В трактате «Поуп-метафизик», посвященном английскому поэту А. Поупу, исследуется различие между поэзией и философией. Можно ли сопоставить поэзию с системой метафизических истин? Философ придерживается точной и однозначной терминологии. Поэт играет словами. Он никогда не стремится высказать «строгую, последовательную истину», иногда он говорит лишнее, иногда чего-то недоговаривает. Среди философов на такое был способен Якоб Бёме, и только ему такое можно простить. Строгий порядок изложения и поэзия — вещи несовместимые. «Философ, который взбирается на Парнас, и поэт, намеревающийся снизойти в долины серьезной и спокойной мудрости, встречаются на полпути, где они, если можно так выразиться, обмениваются одеянием и поворачивают вспять. Каждый приносит в свою обитель образ другого, но не более того. Поэт стал философским поэтом, а мудрец — поэтическим мудрецом. И все же философский поэт — не философ, а поэтический мудрец не превратился в поэта».[14]
Провести грань между искусством и философией крайне важно. Во времена Лессинга в ходу было выражение «прекрасная наука» (schone Wissenschaft), обозначавшее искусство. Различие между двумя видами духовной деятельности представляли не совсем ясно. Лессинг ощущал себя литератором, остановившимся «на полпути к философии». Здесь он встретил теоретика «на полпути к литературе» — Моисея Мендельсона (1729–1786). Результат встречи — трактат «Поуп-метафизик», написанный в сотрудничестве.
Лессинга знают как талантливого журналиста, критика, поэта, баснописца, драматурга. В 1753–1755 гг. выходит в шести томах его первое полное собрание сочинений. В последнем томе — последнее к тому времени достижение — «Мисс Сара Сампсон». Свою пьесу Лессинг характеризует как «бюргерскую трагедию». Интерес к жизни личности вот то новое, что принесла с собой новая, «бюргерская» эпоха, пришедшая на смену феодализму и ознаменовавшаяся ломкой сословной иерархии, утверждением новых, буржуазных принципов в экономике и в духовной жизни. Бюргер — это горожанин, представитель, «третьего сословия». Но не только. Бюргер — это гражданин, носитель правопорядка. Наконец, бюргер собственник, буржуа.

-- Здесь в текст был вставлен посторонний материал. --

//! Bundle installation
//!
//! This module handles:
//! - Running the per-category installers in dependency order
//! - Threading the [`IdentifierMap`] from one stage to the next
//! - Resolving and rewriting references inside policy bodies
//! - Dry runs, which plan mutating calls instead of sending them
//! - Cooperative cancellation, polled before every remote call
//!
//! ## Stages
//!
//! ```text
//! Idle -> ResolvingPrerequisites -> InstallingFolders -> InstallingCertificates
//!      -> InstallingConnections -> InstallingEncapsulatedAssertions
//!      -> InstallingPolicies -> InstallingServices -> Done
//! ```
//!
//! Any stage can end the install as failed or cancelled. Entities created
//! up to that point stay on the target and are reported in the partial
//! result of the [`InstallFailure`].

mod certificate;
pub mod context;
mod encass;
pub mod execute;
mod folder;
pub mod jdbc;
mod ordering;
mod policy;
mod remote;
mod resolution;
mod service;
pub mod stage;


use miette::Diagnostic;
use thiserror::Error;

use crate::domain::{BundleContents, EntityCategory, InstallResult};
use crate::error::{self, GatebundleError, Result};
use crate::identifiers::{IdentifierMap, StageIdentifiers};
use crate::references::PolicyXml;
use crate::ui::StageReporter;

pub use context::{InstallationContext, PendingBody};
pub use execute::{CreateResponse, DryRunExecute, Execute, LiveExecute};
pub use stage::{InstallOutcome, InstallStage};

use remote::Remote;
use resolution::{Owner, PolicyIncludes, ReferenceEngine};

/// An install that stopped before [`InstallStage::Done`]
#[derive(Debug, Error)]
#[error("Install of bundle '{}' {outcome} during {stage}: {error}", .partial.bundle_id)]
pub struct InstallFailure {
    pub outcome: InstallOutcome,
    pub stage: InstallStage,
    pub error: GatebundleError,
    /// Everything committed before the install stopped
    pub partial: Box<InstallResult>,
}

impl InstallFailure {
    fn new(stage: InstallStage, error: GatebundleError, partial: InstallResult) -> Self {
        let outcome = if error.is_cancellation() {
            InstallOutcome::Cancelled
        } else {
            InstallOutcome::Failed
        };
        Self {
            outcome,
            stage,
            error,
            partial: Box::new(partial),
        }
    }

    pub fn is_cancelled(&self) -> bool {
        self.outcome == InstallOutcome::Cancelled
    }
}

impl Diagnostic for InstallFailure {
    fn code<'a>(&'a self) -> Option<Box<dyn std::fmt::Display + 'a>> {
        self.error.code()
    }

    fn help<'a>(&'a self) -> Option<Box<dyn std::fmt::Display + 'a>> {
        self.error.help()
    }
}

/// Shared state of the stage that is running
pub(crate) struct StageRun<'s> {
    remote: &'s Remote<'s>,
    engine: &'s ReferenceEngine<'s>,
    contents: &'s BundleContents,
    ids: StageIdentifiers<'s>,
    result: &'s mut InstallResult,
}

impl<'s> StageRun<'s> {
    fn ctx(&self) -> &'s InstallationContext<'s> {
        self.remote.ctx()
    }

    fn prepare_body(
        &mut self,
        owner: Owner<'_>,
        body: &str,
        includes: PolicyIncludes,
    ) -> Result<String> {
        let body = self
            .engine
            .prepare_body(self.ids.read(), owner, body, includes, self.result)?;
        match owner.category {
            EntityCategory::Policy | EntityCategory::Service => {
                self.ctx().pre_save(owner.category, owner.name, body)
            }
            _ => Ok(body),
        }
    }

    /// Target id of a bundle folder installed by an earlier stage
    fn folder_id(&self, path: &str, owner: Owner<'_>) -> Result<String> {
        self.ids
            .read()
            .id(EntityCategory::Folder, path)
            .map(str::to_string)
            .ok_or_else(|| {
                error::bundle::invalid(
                    &self.ctx().bundle().id,
                    format!("folder '{path}' of {owner} was not installed"),
                )
            })
    }
}

/// Runs the install stages of one bundle
#[derive(Default)]
pub struct BundleInstaller<'r> {
    reporter: Option<&'r mut dyn StageReporter>,
}

impl<'r> BundleInstaller<'r> {
    pub fn new() -> Self {
        Self { reporter: None }
    }

    pub fn with_reporter(reporter: &'r mut dyn StageReporter) -> Self {
        Self {
            reporter: Some(reporter),
        }
    }

    /// Install the bundle of `ctx`, or plan its install when it is a dry run
    ///
    /// # Errors
    ///
    /// Returns an [`InstallFailure`] naming the stage that failed or was
    /// cancelled, with the partial result committed up to then.
    pub fn install(
        &mut self,
        ctx: &InstallationContext<'_>,
    ) -> std::result::Result<InstallResult, InstallFailure> {
        let bundle = ctx.bundle();
        tracing::info!(
            bundle = %bundle.id,
            version = %bundle.version,
            prefix = ?ctx.prefix(),
            dry_run = ctx.is_dry_run(),
            "starting install"
        );

        let live = LiveExecute;
        let planner = DryRunExecute::new();
        let executor: &dyn Execute = if ctx.is_dry_run() { &planner } else { &live };

        let mut result = InstallResult::new(&bundle.id, ctx.is_dry_run());
        let mut identifiers = IdentifierMap::new();

        let contents = match ctx.resolver().writable_contents(&bundle.id) {
            Ok(contents) => contents,
            Err(e) => {
                self.abandon();
                return Err(InstallFailure::new(InstallStage::Idle, e, result));
            }
        };

        let remote = Remote::new(ctx, executor);
        let engine = ReferenceEngine::new(&remote, &contents, &PolicyXml, &PolicyXml);

        let mut stage = InstallStage::Idle;
        while let Some(next) = stage.next() {
            stage = next;
            remote.enter(stage);
            let Some(category) = stage.category() else {
                break;
            };
            if let Some(reporter) = self.reporter.as_deref_mut() {
                reporter.stage_started(stage);
            }
            tracing::info!(bundle = %bundle.id, %stage, "stage started");

            let mut run = StageRun {
                remote: &remote,
                engine: &engine,
                contents: &contents,
                ids: identifiers.stage(category),
                result: &mut result,
            };
            if let Err(e) = run_stage(stage, &mut run) {
                tracing::info!(bundle = %bundle.id, %stage, error = %e, "install stopped");
                self.abandon();
                result.planned = executor.take_planned();
                result.identifiers = identifiers;
                return Err(InstallFailure::new(stage, e, result));
            }
        }

        result.planned = executor.take_planned();
        result.identifiers = identifiers;
        tracing::info!(
            bundle = %bundle.id,
            created = result.total_created(),
            missing = result.missing_dependencies.len(),
            "install finished"
        );
        if let Some(reporter) = self.reporter.as_deref_mut() {
            reporter.finish_bundle(&result);
        }
        Ok(result)
    }

    fn abandon(&mut self) {
        if let Some(reporter) = self.reporter.as_deref_mut() {
            reporter.abandon();
        }
    }
}

fn run_stage(stage: InstallStage, run: &mut StageRun<'_>) -> Result<()> {
    match stage {
        InstallStage::ResolvingPrerequisites => folder::install_prerequisites(run),
        InstallStage::InstallingFolders => folder::install(run),
        InstallStage::InstallingCertificates => certificate::install(run),
        InstallStage::InstallingConnections => jdbc::install(run),
        InstallStage::InstallingEncapsulatedAssertions => encass::install(run),
        InstallStage::InstallingPolicies => policy::install(run),
        InstallStage::InstallingServices => service::install(run),
        InstallStage::Idle | InstallStage::Done => Ok(()),
    }
}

Ярче, чем в «Саре Сампсон», гражданский, бюргерский идеал независимой личности, живущей в условиях правопорядка, выражен в «Минне фон Барнхельм». Пьеса рассказывает о судьбе офицера. Бесстрашный и неподкупный майор Тельхейм заподозрен во взяточничестве, но в конце пьесы приходит весть: король Фридрих II снова зовет его под свои знамена. Выходец из Курляндии, Тельхейм служит в прусской армии, а женится на девушке из Саксонии. В этом видели призыв к единству нации.